◆ What needs to be done ◆
Please copy, exactly as they appear below, the lines from the one containing "resource_requirements(&mut b, 1, 10);" through the one containing "async fn completing_a_dispatches_b_and_propagates_value()".

◆ Exercise material ◆

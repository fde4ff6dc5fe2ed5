//! End-to-end exercise of the WFM's event flow against a real `GraphStore`
//! and a minimal mock Task Manager HTTP server standing in for
//! `bee-task-manager`.

use axum::extract::{Path, State};
use axum::http::StatusCode;
use axum::routing::{delete, post};
use axum::{Json, Router};
use bee_common::config::BeeConfig;
use bee_graph_store::{GraphStore, Port, Requirement, Task, Workflow};
use bee_scheduler::{Capacity, Resource};
use bee_workflow_manager::types::JobStateWire;
use bee_workflow_manager::{TmClient, Wfm};
use std::path::PathBuf;
use std::sync::{Arc, Mutex};

#[derive(Clone, Default)]
struct MockTm {
    submitted: Arc<Mutex<Vec<serde_json::Value>>>,
    cancelled: Arc<Mutex<Vec<uuid::Uuid>>>,
}

async fn mock_submit(State(mock): State<MockTm>, Json(body): Json<serde_json::Value>) -> StatusCode {
    mock.submitted.lock().unwrap().push(body);
    StatusCode::OK
}

async fn mock_cancel(State(mock): State<MockTm>, Path(id): Path<uuid::Uuid>) -> StatusCode {
    mock.cancelled.lock().unwrap().push(id);
    StatusCode::OK
}

async fn spawn_mock_tm() -> (MockTm, String) {
    let mock = MockTm::default();
    let app = Router::new()
        .route("/tasks/submit", post(mock_submit))
        .route("/tasks/:id", delete(mock_cancel))
        .with_state(mock.clone());
    let listener = tokio::net::TcpListener::bind("127.0.0.1:0").await.unwrap();
    let addr = listener.local_addr().unwrap();
    tokio::spawn(async move {
        axum::serve(listener, app).await.unwrap();
    });
    (mock, format!("http://{addr}"))
}

fn resource_capacity(nodes: u32) -> Resource {
    Resource {
        id: "r0".to_string(),
        capacity: Capacity {
            nodes,
            cores_per_node: 4,
            mem_per_node_mb: 4096,
            accelerators: 0,
        },
    }
}

fn resource_requirements(task: &mut Task, nodes: u64, max_runtime: i64) {
    task.requirements.push(Requirement {
        class: "ResourceRequirement".into(),
        key: "nodes".into(),
        value: serde_json::json!(nodes),
    });
    task.requirements.push(Requirement {
        class: "ResourceRequirement".into(),
        key: "mem_per_node".into(),
        value: serde_json::json!(1024),
    });
    task.requirements.push(Requirement {
        class: "ResourceRequirement".into(),
        key: "max_runtime".into(),
        value: serde_json::json!(max_runtime),
    });
}

fn test_config(workdir: &std::path::Path) -> BeeConfig {
    let mut cfg = BeeConfig::default();
    cfg.workdir = workdir.join("work");
    cfg.archive_root = workdir.join("archives");
    cfg
}

fn temp_dir() -> PathBuf {
    std::env::temp_dir().join(format!("bee-wfm-test-{}", uuid::Uuid::new_v4()))
}

/// Builds a linear two-task workflow: A (workflow entry) -> B (depends on
/// A's output).
fn linear_workflow() -> (Workflow, Task, Task) {
    let wf = Workflow::new("linear");
    let wf_id = wf.id;

    let mut a = Task::new(wf_id, "A", "echo");
    a.outputs.push(Port::new("a.out", "File").with_glob("a.txt"));
    resource_requirements(&mut a, 1, 10);

    let mut b = Task::new(wf_id, "B", "cat");
    b.inputs.push(Port::new("b.in", "File").with_source("a.out"));
    resource_requirements(&mut b, 1, 10);

    (wf, a, b)
}

#[tokio::test]
async fn start_dispatches_the_entry_task_only() {
    let (mock, tm_addr) = spawn_mock_tm().await;
    let dir = temp_dir();
    let graph = Arc::new(GraphStore::new());
    let tm = TmClient::new(tm_addr);
    let wfm = Arc::new(Wfm::new(graph.clone(), tm, test_config(&dir), vec![resource_capacity(2)]));

    let (wf, a, b) = linear_workflow();
    let wf_id = wf.id;
    let a_id = a.id;
    wfm.submit(wf, vec![a, b]).unwrap();

    wfm.start(wf_id).await.unwrap();

    // Only A is a workflow-entry task with no unsatisfied dependency.
    let submitted = mock.submitted.lock().unwrap();
    assert_eq!(submitted.len(), 1);
    assert_eq!(submitted[0]["task"]["task_id"], serde_json::json!(a_id));

    std::fs::remove_dir_all(&dir).ok();
}

#[tokio::test]
async fn completing_a_dispatches_b_and_propagates_value() {
    let (mock, tm_addr) = spawn_mock_tm().await;
    let dir = temp_dir();
    let graph = Arc::new(GraphStore::new());
    let tm = TmClient::new(tm_addr);
    let wfm = Arc::new(Wfm::new(graph.clone(), tm, test_config(&dir), vec![resource_capacity(2)]));

    let (wf, a, b) = linear_workflow();
    let wf_id = wf.id;
    let a_id = a.id;
    let b_id = b.id;
    wfm.submit(wf, vec![a, b]).unwrap();
    wfm.start(wf_id).await.unwrap();

    wfm.on_task_state(wf_id, a_id, JobStateWire::Completed, None).await.unwrap();

    let submitted = mock.submitted.lock().unwrap();
    assert_eq!(submitted.len(), 2);
    assert_eq!(submitted[1]["task"]["task_id"], serde_json::json!(b_id));
    drop(submitted);

    let b_task = graph.get_task(b_id).unwrap();
    assert_eq!(b_task.inputs[0].value, Some(serde_json::json!("a.txt")));

    // Finish the chain and confirm the workflow archives.
    wfm.on_task_state(wf_id, b_id, JobStateWire::Completed, None).await.unwrap();
    let wf_after = graph.get_workflow(wf_id).unwrap();
    assert_eq!(wf_after.state, bee_graph_store::WorkflowState::Archived);
    assert!(bee_workflow_manager::archive::archive_path(&wfm.config.archive_root, wf_id).exists());

    std::fs::remove_dir_all(&dir).ok();
}

#[tokio::test]
async fn pause_blocks_dispatch_until_resume() {
    let (mock, tm_addr) = spawn_mock_tm().await;
    let dir = temp_dir();
    let graph = Arc::new(GraphStore::new());
    let tm = TmClient::new(tm_addr);
    let wfm = Arc::new(Wfm::new(graph.clone(), tm, test_config(&dir), vec![resource_capacity(2)]));

    let (wf, a, b) = linear_workflow();
    let wf_id = wf.id;
    let a_id = a.id;
    wfm.submit(wf, vec![a, b]).unwrap();
    wfm.start(wf_id).await.unwrap();
    assert_eq!(mock.submitted.lock().unwrap().len(), 1);

    wfm.pause(wf_id).unwrap();
    wfm.on_task_state(wf_id, a_id, JobStateWire::Completed, None).await.unwrap();

    // B became READY (finalize_task ran) but paused means it is not handed
    // to the TM yet.
    assert_eq!(mock.submitted.lock().unwrap().len(), 1);

    wfm.resume(wf_id).await.unwrap();
    assert_eq!(mock.submitted.lock().unwrap().len(), 2);

    std::fs::remove_dir_all(&dir).ok();
}

#[tokio::test]
async fn cancel_marks_non_terminal_tasks_cancelled_and_archives() {
    let (mock, tm_addr) = spawn_mock_tm().await;
    let dir = temp_dir();
    let graph = Arc::new(GraphStore::new());
    let tm = TmClient::new(tm_addr);
    let wfm = Arc::new(Wfm::new(graph.clone(), tm, test_config(&dir), vec![resource_capacity(2)]));

    let (wf, a, b) = linear_workflow();
    let wf_id = wf.id;
    let a_id = a.id;
    wfm.submit(wf, vec![a, b.clone()]).unwrap();
    wfm.start(wf_id).await.unwrap();

    wfm.cancel(wf_id).await.unwrap();

    assert!(mock.cancelled.lock().unwrap().contains(&a_id.0));
    let wf_after = graph.get_workflow(wf_id).unwrap();
    assert_eq!(wf_after.state, bee_graph_store::WorkflowState::Archived);
    let b_after = graph.get_task(b.id).unwrap();
    assert_eq!(b_after.state, bee_graph_store::TaskState::Cancelled);

    std::fs::remove_dir_all(&dir).ok();
}

#[tokio::test]
async fn zero_task_workflow_archives_immediately_on_start() {
    let (_mock, tm_addr) = spawn_mock_tm().await;
    let dir = temp_dir();
    let graph = Arc::new(GraphStore::new());
    let tm = TmClient::new(tm_addr);
    let wfm = Arc::new(Wfm::new(graph.clone(), tm, test_config(&dir), vec![resource_capacity(2)]));

    let wf = Workflow::new("empty");
    let wf_id = wf.id;
    wfm.submit(wf, vec![]).unwrap();
    wfm.start(wf_id).await.unwrap();

    let wf_after = graph.get_workflow(wf_id).unwrap();
    assert_eq!(wf_after.state, bee_graph_store::WorkflowState::Archived);

    std::fs::remove_dir_all(&dir).ok();
}

#[tokio::test]
async fn required_task_failure_cancels_siblings_and_archives() {
    let (mock, tm_addr) = spawn_mock_tm().await;
    let dir = temp_dir();
    let graph = Arc::new(GraphStore::new());
    let tm = TmClient::new(tm_addr);
    let wfm = Arc::new(Wfm::new(graph.clone(), tm, test_config(&dir), vec![resource_capacity(2)]));

    // Two independent entry tasks, A and C, so C is still non-terminal
    // (dispatched, not yet reported) when A fails.
    let wf = Workflow::new("fan-out");
    let wf_id = wf.id;
    let mut a = Task::new(wf_id, "A", "false");
    resource_requirements(&mut a, 1, 10);
    let a_id = a.id;
    let mut c = Task::new(wf_id, "C", "sleep");
    resource_requirements(&mut c, 1, 10);
    let c_id = c.id;
    wfm.submit(wf, vec![a, c]).unwrap();
    wfm.start(wf_id).await.unwrap();
    assert_eq!(mock.submitted.lock().unwrap().len(), 2);

    wfm.on_task_state(wf_id, a_id, JobStateWire::Failed, None).await.unwrap();

    let wf_after = graph.get_workflow(wf_id).unwrap();
    assert_eq!(wf_after.state, bee_graph_store::WorkflowState::Archived);
    let c_after = graph.get_task(c_id).unwrap();
    assert_eq!(c_after.state, bee_graph_store::TaskState::Cancelled);
    assert!(mock.cancelled.lock().unwrap().contains(&c_id.0));
    assert!(bee_workflow_manager::archive::archive_path(&wfm.config.archive_root, wf_id).exists());

    std::fs::remove_dir_all(&dir).ok();
}

#[tokio::test]
async fn idempotent_update_on_terminal_task_is_a_no_op() {
    let (mock, tm_addr) = spawn_mock_tm().await;
    let dir = temp_dir();
    let graph = Arc::new(GraphStore::new());
    let tm = TmClient::new(tm_addr);
    let wfm = Arc::new(Wfm::new(graph.clone(), tm, test_config(&dir), vec![resource_capacity(2)]));

    let (wf, a, b) = linear_workflow();
    let wf_id = wf.id;
    let a_id = a.id;
    wfm.submit(wf, vec![a, b]).unwrap();
    wfm.start(wf_id).await.unwrap();

    wfm.on_task_state(wf_id, a_id, JobStateWire::Completed, None).await.unwrap();
    let after_first = mock.submitted.lock().unwrap().len();

    // Delivery is at-least-once; a duplicate completion for A must not
    // re-finalize or re-dispatch B.
    wfm.on_task_state(wf_id, a_id, JobStateWire::Completed, None).await.unwrap();
    assert_eq!(mock.submitted.lock().unwrap().len(), after_first);

    std::fs::remove_dir_all(&dir).ok();
}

◆ Solution to this problem ◆
    resource_requirements(&mut b, 1, 10);

    (wf, a, b)
}

#[tokio::test]
async fn start_dispatches_the_entry_task_only() {
    let (mock, tm_addr) = spawn_mock_tm().await;
    let dir = temp_dir();
    let graph = Arc::new(GraphStore::new());
    let tm = TmClient::new(tm_addr);
    let wfm = Arc::new(Wfm::new(graph.clone(), tm, test_config(&dir), vec![resource_capacity(2)]));

    let (wf, a, b) = linear_workflow();
    let wf_id = wf.id;
    let a_id = a.id;
    wfm.submit(wf, vec![a, b]).unwrap();

    wfm.start(wf_id).await.unwrap();

    // Only A is a workflow-entry task with no unsatisfied dependency.
    let submitted = mock.submitted.lock().unwrap();
    assert_eq!(submitted.len(), 1);
    assert_eq!(submitted[0]["task"]["task_id"], serde_json::json!(a_id));

    std::fs::remove_dir_all(&dir).ok();
}

#[tokio::test]
async fn completing_a_dispatches_b_and_propagates_value() {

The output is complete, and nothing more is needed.